**Extracted records**
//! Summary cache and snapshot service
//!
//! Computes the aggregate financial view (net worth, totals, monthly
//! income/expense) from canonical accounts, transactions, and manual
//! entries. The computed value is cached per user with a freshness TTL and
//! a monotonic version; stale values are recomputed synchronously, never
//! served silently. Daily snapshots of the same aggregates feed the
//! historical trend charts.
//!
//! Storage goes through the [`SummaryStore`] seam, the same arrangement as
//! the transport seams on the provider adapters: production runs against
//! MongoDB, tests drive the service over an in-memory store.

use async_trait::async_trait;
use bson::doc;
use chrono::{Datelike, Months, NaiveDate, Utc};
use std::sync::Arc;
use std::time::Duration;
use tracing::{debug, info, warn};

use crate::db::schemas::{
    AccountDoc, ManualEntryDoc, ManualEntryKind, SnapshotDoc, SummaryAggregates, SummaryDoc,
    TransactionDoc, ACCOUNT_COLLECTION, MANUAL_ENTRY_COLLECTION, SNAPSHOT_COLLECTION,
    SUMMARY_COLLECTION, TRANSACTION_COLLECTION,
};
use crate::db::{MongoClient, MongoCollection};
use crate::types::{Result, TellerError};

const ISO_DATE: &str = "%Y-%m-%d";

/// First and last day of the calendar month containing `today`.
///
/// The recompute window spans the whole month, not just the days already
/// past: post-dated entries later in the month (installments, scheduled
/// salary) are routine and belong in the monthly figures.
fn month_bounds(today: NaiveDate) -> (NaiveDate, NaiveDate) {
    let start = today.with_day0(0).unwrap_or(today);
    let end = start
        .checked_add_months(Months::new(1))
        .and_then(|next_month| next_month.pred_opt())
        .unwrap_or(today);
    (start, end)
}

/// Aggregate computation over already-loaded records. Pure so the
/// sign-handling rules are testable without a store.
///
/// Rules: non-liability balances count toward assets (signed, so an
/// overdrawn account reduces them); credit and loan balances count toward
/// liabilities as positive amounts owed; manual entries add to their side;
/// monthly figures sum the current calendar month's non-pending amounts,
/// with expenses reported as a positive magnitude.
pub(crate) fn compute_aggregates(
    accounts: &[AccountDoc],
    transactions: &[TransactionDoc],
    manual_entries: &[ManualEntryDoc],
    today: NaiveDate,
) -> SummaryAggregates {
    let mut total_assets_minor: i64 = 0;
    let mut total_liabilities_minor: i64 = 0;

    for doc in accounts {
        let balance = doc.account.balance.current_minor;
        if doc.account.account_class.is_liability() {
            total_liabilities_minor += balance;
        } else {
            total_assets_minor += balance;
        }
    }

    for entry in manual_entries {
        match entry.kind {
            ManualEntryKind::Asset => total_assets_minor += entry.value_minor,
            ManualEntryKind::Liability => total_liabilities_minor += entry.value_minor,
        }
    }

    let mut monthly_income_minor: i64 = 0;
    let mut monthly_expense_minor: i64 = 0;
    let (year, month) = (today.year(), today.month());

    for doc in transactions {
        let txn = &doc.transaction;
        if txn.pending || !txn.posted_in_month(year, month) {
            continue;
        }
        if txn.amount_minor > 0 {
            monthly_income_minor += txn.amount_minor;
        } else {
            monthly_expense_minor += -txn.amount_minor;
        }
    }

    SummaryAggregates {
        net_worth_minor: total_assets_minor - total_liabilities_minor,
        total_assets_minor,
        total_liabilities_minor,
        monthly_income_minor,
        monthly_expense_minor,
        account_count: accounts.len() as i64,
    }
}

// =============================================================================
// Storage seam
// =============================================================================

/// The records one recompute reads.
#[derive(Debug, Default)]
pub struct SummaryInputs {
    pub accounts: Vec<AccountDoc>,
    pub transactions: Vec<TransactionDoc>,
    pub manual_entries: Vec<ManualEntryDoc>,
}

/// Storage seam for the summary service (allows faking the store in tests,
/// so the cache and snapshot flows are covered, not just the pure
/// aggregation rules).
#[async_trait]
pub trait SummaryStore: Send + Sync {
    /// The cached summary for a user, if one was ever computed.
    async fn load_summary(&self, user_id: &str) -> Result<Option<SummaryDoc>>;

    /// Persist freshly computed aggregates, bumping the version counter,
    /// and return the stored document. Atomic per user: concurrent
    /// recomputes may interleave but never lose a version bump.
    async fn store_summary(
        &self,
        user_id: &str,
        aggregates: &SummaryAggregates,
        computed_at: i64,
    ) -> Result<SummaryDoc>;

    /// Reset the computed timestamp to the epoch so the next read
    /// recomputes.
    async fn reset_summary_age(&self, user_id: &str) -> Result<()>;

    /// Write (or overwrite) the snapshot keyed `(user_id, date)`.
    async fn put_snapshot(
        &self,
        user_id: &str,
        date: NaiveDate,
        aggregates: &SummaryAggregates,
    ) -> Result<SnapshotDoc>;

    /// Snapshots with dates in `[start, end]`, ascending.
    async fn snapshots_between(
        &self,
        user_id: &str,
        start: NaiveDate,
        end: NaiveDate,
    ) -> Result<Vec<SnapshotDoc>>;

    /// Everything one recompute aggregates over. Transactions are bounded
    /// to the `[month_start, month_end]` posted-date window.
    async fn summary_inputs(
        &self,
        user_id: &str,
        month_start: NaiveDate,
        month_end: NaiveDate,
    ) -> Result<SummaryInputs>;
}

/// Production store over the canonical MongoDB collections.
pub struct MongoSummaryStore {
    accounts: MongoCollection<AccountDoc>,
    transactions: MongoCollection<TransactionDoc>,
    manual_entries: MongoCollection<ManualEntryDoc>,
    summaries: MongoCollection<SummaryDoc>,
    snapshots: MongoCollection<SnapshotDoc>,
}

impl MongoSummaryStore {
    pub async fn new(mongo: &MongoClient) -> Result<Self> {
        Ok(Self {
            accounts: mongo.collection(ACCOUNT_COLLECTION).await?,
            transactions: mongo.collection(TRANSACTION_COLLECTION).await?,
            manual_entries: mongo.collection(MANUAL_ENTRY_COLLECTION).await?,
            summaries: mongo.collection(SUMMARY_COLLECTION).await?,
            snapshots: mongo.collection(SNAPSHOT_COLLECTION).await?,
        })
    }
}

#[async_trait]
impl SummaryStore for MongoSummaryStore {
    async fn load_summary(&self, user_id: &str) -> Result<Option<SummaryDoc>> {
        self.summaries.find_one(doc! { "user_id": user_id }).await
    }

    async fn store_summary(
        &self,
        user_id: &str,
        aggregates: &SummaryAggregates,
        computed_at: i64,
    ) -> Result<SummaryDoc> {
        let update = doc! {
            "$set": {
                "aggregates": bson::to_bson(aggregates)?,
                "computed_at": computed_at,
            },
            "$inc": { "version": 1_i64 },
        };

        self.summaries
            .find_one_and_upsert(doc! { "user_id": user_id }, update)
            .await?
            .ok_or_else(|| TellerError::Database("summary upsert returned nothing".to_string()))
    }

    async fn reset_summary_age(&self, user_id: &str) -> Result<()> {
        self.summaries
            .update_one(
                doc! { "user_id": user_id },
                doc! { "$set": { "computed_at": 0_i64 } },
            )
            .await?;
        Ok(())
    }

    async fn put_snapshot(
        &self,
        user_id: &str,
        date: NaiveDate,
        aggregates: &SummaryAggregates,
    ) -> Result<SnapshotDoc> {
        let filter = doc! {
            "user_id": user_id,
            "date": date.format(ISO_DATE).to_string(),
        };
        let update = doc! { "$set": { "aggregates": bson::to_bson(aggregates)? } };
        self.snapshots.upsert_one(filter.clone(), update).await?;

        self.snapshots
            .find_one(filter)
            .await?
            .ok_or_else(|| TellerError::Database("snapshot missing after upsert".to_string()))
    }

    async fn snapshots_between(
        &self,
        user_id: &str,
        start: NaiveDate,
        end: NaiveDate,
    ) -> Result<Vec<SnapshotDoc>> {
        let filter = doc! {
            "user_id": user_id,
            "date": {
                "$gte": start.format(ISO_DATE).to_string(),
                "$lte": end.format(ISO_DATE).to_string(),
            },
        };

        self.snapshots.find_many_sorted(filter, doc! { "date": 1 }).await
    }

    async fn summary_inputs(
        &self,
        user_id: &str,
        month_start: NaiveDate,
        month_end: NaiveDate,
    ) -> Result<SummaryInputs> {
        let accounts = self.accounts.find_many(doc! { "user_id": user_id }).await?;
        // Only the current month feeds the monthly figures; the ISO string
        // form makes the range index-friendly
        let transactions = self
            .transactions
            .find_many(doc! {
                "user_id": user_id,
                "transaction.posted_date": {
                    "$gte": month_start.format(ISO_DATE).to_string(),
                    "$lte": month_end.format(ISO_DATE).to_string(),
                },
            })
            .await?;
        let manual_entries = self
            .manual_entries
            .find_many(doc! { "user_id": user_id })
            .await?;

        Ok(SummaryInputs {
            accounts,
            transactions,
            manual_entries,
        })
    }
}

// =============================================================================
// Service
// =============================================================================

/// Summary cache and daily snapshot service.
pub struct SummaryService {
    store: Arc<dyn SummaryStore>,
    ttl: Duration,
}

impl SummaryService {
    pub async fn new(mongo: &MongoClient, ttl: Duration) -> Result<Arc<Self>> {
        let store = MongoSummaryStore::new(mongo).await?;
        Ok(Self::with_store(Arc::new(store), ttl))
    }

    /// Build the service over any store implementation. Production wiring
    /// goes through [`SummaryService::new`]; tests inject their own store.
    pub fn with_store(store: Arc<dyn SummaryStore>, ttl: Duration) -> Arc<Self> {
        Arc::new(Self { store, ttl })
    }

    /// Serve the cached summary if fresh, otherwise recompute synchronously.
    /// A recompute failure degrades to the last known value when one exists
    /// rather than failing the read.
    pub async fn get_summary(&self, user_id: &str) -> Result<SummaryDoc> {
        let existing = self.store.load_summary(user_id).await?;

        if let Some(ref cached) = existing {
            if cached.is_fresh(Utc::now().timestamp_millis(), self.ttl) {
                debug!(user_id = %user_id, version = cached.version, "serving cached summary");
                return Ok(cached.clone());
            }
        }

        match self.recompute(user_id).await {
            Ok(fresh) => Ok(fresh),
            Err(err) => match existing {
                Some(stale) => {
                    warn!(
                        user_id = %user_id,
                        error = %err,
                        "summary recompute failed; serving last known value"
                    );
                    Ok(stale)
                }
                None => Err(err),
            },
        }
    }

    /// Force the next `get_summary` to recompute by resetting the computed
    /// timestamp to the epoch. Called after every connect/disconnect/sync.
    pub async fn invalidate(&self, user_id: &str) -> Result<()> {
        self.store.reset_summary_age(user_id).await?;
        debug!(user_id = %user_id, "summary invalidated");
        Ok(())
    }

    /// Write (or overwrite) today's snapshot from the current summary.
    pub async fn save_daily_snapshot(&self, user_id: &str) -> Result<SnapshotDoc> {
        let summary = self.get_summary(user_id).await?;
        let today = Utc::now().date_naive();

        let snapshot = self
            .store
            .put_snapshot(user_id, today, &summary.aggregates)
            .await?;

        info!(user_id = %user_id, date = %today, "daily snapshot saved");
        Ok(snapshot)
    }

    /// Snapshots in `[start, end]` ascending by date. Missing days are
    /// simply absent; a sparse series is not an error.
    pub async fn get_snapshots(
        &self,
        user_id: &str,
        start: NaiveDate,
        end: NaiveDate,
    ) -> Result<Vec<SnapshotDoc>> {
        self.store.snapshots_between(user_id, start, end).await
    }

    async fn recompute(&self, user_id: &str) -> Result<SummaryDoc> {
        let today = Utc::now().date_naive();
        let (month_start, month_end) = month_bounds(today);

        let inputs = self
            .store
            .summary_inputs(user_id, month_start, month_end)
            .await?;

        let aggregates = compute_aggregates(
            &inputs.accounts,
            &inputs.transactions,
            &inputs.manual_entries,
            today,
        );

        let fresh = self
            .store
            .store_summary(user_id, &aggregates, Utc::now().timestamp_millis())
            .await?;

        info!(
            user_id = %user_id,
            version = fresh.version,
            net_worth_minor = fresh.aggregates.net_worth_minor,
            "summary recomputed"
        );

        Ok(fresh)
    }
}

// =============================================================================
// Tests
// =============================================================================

**Goal of the exercise**
In the data above, which lines lie between the line with "const ISO_DATE: &str" and the line with "a positive magnitude.", inclusive? Print those lines exactly and nothing else.

**Response**
const ISO_DATE: &str = "%Y-%m-%d";

/// First and last day of the calendar month containing `today`.
///
/// The recompute window spans the whole month, not just the days already
/// past: post-dated entries later in the month (installments, scheduled
/// salary) are routine and belong in the monthly figures.
fn month_bounds(today: NaiveDate) -> (NaiveDate, NaiveDate) {
    let start = today.with_day0(0).unwrap_or(today);
    let end = start
        .checked_add_months(Months::new(1))
        .and_then(|next_month| next_month.pred_opt())
        .unwrap_or(today);
    (start, end)
}

/// Aggregate computation over already-loaded records. Pure so the
/// sign-handling rules are testable without a store.
///
/// Rules: non-liability balances count toward assets (signed, so an
/// overdrawn account reduces them); credit and loan balances count toward
/// liabilities as positive amounts owed; manual entries add to their side;
/// monthly figures sum the current calendar month's non-pending amounts,
/// with expenses reported as a positive magnitude.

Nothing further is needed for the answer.